Exercise instructions:
The entries below contain a line with "username: &str) -> Result<bool, DomainError>;" and a line with "The stored user". Retype exactly everything from the first down to the second, both included, and nothing else.

Information provided:
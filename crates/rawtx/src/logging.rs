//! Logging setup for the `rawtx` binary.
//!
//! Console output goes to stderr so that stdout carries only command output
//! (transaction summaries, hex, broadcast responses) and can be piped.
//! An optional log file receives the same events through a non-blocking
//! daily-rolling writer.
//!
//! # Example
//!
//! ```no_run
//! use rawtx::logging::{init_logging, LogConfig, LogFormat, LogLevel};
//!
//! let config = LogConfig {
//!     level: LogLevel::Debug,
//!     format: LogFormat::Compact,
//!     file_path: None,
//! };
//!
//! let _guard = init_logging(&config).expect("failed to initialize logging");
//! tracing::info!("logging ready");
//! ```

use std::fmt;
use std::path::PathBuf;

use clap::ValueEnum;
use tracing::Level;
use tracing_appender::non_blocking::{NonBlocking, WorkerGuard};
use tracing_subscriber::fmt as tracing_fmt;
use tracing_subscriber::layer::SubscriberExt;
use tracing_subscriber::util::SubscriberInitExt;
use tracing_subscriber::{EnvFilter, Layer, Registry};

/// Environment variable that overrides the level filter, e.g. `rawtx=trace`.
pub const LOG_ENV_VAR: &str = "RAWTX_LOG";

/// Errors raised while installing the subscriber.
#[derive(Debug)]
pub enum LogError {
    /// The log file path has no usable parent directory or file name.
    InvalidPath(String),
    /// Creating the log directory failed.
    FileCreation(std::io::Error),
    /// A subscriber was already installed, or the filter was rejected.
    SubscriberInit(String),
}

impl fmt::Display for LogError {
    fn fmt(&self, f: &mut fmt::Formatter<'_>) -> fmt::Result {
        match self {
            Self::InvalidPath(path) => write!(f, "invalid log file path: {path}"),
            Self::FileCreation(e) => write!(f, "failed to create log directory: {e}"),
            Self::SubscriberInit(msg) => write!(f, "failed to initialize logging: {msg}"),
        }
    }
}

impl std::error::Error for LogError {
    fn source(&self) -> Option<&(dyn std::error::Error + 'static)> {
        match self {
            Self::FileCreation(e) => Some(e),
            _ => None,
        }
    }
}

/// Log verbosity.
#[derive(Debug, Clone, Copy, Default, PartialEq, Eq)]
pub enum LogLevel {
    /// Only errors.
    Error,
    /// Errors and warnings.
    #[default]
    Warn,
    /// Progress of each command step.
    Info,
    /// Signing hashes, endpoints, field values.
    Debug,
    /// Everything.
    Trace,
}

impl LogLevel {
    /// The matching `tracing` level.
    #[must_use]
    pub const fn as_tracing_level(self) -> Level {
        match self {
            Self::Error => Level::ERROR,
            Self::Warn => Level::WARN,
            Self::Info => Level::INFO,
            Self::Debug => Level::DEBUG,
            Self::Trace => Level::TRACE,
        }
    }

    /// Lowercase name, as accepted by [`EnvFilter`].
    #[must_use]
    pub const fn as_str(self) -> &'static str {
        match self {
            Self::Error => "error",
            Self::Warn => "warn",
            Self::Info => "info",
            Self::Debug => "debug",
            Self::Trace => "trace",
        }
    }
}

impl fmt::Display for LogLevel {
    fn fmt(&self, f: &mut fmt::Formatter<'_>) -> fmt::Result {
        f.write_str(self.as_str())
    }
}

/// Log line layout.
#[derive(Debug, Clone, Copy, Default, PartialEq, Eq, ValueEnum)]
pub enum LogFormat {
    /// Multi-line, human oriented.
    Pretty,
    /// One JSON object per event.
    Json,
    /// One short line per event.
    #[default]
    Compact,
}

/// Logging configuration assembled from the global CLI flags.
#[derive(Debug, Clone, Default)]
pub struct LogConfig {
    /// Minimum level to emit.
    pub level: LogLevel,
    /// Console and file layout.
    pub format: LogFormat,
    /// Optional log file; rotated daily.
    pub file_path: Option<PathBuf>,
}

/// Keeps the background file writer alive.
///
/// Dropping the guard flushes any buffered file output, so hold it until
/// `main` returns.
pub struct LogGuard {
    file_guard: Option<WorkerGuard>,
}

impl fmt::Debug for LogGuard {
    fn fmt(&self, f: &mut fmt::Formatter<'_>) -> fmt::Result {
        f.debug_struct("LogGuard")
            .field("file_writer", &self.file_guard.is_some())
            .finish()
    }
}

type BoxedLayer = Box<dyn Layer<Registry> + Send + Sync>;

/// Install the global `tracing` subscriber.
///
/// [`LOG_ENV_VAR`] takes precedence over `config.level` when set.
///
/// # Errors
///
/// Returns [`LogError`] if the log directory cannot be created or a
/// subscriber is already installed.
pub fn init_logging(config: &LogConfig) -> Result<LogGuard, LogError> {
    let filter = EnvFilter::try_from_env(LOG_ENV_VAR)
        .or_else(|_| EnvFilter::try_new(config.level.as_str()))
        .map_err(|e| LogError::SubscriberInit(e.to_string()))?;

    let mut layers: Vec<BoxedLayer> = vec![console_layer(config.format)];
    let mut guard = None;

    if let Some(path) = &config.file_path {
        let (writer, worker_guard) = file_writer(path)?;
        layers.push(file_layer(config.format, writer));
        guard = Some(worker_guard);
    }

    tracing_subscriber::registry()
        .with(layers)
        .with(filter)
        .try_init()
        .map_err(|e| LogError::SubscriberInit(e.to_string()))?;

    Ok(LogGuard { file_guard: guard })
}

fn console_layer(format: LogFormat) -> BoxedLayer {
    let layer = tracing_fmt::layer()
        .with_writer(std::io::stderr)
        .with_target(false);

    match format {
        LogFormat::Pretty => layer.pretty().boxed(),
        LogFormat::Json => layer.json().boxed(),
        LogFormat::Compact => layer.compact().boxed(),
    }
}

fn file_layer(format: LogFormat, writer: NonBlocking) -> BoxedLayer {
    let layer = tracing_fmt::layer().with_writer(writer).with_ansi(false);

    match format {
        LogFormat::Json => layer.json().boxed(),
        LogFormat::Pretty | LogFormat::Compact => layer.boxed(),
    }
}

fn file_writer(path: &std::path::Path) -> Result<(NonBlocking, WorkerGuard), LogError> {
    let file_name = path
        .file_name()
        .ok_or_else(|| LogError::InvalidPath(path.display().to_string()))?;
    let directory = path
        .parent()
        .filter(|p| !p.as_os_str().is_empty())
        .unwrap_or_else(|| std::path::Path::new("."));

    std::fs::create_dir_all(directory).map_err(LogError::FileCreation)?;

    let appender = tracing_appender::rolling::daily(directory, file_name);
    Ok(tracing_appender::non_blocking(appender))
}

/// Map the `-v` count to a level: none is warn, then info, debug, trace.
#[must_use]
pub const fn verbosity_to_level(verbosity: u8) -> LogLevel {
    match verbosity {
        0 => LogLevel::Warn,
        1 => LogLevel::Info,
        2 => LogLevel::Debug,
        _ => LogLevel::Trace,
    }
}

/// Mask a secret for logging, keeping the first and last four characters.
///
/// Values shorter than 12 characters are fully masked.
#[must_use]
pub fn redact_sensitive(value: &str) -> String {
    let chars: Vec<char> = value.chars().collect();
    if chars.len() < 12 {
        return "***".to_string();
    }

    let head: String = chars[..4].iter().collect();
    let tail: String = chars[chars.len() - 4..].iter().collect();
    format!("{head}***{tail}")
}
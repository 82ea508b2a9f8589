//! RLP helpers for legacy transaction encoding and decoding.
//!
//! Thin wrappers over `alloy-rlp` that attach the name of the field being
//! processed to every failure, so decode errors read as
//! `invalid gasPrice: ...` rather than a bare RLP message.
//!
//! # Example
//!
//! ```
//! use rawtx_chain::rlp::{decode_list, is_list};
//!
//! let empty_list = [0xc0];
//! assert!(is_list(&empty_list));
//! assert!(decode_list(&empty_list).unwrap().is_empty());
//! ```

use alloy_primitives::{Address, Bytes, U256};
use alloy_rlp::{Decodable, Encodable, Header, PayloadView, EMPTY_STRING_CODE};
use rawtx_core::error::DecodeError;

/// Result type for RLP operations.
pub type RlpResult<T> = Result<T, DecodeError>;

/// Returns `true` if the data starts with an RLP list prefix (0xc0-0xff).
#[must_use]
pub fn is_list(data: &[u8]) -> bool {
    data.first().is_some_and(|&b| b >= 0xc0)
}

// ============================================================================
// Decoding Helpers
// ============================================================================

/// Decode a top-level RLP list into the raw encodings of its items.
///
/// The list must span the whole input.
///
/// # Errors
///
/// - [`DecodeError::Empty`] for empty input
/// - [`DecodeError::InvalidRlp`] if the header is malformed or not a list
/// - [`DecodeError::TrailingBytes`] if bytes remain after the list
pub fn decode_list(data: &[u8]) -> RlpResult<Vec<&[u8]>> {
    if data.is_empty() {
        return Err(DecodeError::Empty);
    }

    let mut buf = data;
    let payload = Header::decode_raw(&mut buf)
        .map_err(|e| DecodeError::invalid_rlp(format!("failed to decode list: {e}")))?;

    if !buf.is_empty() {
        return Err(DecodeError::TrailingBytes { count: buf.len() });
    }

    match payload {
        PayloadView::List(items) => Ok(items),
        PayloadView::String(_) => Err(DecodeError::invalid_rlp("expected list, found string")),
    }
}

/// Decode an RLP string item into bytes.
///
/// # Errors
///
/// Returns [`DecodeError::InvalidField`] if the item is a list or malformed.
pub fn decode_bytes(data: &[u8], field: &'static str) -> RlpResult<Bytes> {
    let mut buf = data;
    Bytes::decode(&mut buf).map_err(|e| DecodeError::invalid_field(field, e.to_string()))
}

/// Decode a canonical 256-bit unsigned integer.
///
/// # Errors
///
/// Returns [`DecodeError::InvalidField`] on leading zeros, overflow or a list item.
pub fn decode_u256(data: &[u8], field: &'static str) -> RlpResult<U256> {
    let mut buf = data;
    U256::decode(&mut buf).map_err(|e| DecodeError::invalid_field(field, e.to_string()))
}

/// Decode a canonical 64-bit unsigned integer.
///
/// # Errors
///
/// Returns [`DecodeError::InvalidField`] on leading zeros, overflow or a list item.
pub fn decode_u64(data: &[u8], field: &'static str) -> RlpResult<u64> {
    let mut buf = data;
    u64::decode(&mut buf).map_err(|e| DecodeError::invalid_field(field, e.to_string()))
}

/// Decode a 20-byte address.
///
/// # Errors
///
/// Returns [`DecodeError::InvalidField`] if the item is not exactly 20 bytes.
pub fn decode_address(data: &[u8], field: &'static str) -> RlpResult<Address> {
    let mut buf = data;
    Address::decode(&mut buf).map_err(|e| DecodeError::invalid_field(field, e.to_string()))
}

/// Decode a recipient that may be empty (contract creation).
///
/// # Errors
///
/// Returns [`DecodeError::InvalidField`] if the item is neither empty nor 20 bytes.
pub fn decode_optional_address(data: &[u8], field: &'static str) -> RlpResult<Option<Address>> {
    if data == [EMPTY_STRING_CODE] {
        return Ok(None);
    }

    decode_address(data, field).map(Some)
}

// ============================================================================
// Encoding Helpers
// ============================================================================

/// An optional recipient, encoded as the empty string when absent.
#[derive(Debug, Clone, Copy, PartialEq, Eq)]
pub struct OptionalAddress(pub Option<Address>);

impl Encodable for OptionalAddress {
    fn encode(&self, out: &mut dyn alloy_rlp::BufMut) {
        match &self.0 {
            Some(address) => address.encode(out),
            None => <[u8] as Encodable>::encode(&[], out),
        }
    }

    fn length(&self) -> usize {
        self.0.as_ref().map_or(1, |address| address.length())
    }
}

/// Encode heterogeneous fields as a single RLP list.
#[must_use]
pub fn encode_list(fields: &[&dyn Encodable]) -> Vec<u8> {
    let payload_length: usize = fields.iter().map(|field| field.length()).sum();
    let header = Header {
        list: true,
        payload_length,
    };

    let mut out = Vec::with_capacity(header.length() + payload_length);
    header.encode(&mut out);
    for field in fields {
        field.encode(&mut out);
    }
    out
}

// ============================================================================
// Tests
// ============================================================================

--

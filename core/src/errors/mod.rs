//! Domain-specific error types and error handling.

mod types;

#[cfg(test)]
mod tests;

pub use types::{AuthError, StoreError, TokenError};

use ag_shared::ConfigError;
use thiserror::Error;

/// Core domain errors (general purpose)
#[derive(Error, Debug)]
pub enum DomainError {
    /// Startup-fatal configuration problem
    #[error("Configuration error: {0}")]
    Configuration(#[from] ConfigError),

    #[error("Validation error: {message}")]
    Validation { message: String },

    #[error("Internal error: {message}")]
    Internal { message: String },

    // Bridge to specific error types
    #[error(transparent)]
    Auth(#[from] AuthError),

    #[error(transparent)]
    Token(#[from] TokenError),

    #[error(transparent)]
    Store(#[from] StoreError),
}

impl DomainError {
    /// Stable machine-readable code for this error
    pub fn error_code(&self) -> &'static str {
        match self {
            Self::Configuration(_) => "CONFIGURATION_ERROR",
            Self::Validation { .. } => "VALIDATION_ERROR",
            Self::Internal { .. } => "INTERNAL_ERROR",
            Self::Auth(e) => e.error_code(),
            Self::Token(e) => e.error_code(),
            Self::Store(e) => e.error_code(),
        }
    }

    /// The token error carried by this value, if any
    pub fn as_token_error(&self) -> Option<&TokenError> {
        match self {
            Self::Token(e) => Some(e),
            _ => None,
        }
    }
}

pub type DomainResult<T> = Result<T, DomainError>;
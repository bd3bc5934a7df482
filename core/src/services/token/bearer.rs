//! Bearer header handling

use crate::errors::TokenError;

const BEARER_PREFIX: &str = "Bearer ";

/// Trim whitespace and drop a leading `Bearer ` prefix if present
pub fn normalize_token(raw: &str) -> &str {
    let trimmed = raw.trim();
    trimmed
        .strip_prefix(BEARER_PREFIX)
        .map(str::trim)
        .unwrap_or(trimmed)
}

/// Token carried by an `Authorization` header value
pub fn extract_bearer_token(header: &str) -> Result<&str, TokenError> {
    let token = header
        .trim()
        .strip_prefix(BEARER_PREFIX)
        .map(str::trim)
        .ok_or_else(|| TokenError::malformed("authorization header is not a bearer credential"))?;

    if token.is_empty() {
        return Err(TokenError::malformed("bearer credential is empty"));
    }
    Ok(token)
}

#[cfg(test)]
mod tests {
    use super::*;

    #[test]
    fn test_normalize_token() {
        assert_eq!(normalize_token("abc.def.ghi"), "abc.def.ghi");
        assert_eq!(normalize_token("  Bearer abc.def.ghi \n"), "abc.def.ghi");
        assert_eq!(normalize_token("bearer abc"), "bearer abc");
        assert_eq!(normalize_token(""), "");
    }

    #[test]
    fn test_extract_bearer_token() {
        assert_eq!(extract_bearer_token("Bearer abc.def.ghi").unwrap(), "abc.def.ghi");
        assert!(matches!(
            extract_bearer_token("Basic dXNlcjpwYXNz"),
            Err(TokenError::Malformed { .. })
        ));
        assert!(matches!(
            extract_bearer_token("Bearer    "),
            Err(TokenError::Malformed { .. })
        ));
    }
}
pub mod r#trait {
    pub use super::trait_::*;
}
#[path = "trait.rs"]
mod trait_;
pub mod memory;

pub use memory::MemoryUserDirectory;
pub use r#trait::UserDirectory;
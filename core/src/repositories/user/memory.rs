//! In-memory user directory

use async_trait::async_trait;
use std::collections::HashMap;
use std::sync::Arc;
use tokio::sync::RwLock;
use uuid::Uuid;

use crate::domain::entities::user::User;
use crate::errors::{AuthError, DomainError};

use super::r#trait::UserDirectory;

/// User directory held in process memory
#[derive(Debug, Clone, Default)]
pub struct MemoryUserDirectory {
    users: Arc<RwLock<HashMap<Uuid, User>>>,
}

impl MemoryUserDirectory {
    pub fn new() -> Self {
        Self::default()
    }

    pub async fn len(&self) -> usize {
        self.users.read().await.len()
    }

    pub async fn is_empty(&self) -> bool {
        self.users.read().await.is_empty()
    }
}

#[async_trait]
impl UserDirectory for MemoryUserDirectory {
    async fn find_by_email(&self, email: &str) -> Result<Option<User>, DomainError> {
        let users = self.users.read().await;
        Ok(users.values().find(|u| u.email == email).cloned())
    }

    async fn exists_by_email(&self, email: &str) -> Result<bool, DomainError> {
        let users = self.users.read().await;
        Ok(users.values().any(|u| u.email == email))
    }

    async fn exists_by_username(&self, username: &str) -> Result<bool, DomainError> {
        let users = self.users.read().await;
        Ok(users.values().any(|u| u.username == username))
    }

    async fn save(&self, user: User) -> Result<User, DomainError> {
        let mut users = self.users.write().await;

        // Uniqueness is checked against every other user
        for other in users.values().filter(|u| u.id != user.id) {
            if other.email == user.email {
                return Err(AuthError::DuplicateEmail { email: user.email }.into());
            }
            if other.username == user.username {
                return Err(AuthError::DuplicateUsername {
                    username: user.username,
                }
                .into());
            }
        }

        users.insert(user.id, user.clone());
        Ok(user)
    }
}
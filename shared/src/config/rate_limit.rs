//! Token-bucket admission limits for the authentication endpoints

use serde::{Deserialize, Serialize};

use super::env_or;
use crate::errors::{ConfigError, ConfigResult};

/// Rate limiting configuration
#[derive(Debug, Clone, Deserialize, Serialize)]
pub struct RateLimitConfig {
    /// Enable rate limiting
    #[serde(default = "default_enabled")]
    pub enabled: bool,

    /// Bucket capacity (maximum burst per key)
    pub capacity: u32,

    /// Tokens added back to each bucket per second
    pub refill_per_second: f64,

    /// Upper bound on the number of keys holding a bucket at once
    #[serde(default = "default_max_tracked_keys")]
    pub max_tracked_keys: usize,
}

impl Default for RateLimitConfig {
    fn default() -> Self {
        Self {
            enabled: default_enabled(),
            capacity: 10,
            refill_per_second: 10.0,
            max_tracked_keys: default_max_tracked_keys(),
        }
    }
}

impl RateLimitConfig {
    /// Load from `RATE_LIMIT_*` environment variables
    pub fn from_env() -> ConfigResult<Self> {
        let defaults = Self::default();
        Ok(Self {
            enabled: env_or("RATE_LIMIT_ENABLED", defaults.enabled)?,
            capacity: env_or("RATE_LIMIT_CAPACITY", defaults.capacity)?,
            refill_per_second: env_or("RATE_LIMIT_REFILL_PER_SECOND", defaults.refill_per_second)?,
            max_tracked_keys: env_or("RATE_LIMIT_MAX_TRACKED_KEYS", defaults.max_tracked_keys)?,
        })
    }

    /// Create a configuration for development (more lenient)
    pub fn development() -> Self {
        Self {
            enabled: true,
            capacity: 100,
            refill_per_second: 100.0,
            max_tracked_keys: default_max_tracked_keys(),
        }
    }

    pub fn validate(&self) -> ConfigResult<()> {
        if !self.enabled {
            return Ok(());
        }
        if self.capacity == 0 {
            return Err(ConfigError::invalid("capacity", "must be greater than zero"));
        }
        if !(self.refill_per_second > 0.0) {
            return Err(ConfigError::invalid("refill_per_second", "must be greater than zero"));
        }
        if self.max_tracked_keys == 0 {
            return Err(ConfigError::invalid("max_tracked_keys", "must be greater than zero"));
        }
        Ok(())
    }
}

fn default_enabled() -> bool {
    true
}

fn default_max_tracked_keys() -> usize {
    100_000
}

--

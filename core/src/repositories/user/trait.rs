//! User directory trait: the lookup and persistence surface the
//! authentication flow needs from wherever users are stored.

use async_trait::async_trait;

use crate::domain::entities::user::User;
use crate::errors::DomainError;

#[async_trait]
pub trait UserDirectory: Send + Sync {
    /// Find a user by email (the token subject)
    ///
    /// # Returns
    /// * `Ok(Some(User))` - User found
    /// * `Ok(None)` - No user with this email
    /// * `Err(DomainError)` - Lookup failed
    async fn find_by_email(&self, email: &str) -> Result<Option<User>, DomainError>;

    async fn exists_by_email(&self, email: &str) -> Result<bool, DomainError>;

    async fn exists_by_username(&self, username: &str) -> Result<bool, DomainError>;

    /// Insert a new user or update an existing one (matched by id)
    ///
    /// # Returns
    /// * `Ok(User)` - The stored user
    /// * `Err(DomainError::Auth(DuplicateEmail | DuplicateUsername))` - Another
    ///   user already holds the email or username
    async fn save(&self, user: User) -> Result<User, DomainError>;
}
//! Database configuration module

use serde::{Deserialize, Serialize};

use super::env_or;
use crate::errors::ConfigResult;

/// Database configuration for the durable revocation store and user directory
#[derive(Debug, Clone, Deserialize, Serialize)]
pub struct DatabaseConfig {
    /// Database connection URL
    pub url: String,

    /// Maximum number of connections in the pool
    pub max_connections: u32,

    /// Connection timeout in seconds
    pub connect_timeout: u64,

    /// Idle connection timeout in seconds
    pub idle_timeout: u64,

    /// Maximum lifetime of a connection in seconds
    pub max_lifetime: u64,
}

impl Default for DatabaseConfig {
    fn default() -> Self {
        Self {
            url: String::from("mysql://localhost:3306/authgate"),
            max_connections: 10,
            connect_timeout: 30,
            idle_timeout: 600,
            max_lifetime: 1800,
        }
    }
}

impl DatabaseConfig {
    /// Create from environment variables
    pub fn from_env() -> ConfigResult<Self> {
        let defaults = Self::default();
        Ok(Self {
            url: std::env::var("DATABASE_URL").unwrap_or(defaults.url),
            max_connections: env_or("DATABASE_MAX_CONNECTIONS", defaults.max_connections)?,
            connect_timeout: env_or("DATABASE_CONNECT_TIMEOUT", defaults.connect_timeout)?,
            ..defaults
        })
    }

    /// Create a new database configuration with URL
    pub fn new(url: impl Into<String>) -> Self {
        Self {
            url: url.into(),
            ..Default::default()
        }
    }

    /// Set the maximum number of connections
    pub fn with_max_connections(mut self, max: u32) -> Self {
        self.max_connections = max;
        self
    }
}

Exercise solution:
    async fn exists_by_username(&self, username: &str) -> Result<bool, DomainError>;

    /// Insert a new user or update an existing one (matched by id)
    ///
    /// # Returns
    /// * `Ok(User)` - The stored user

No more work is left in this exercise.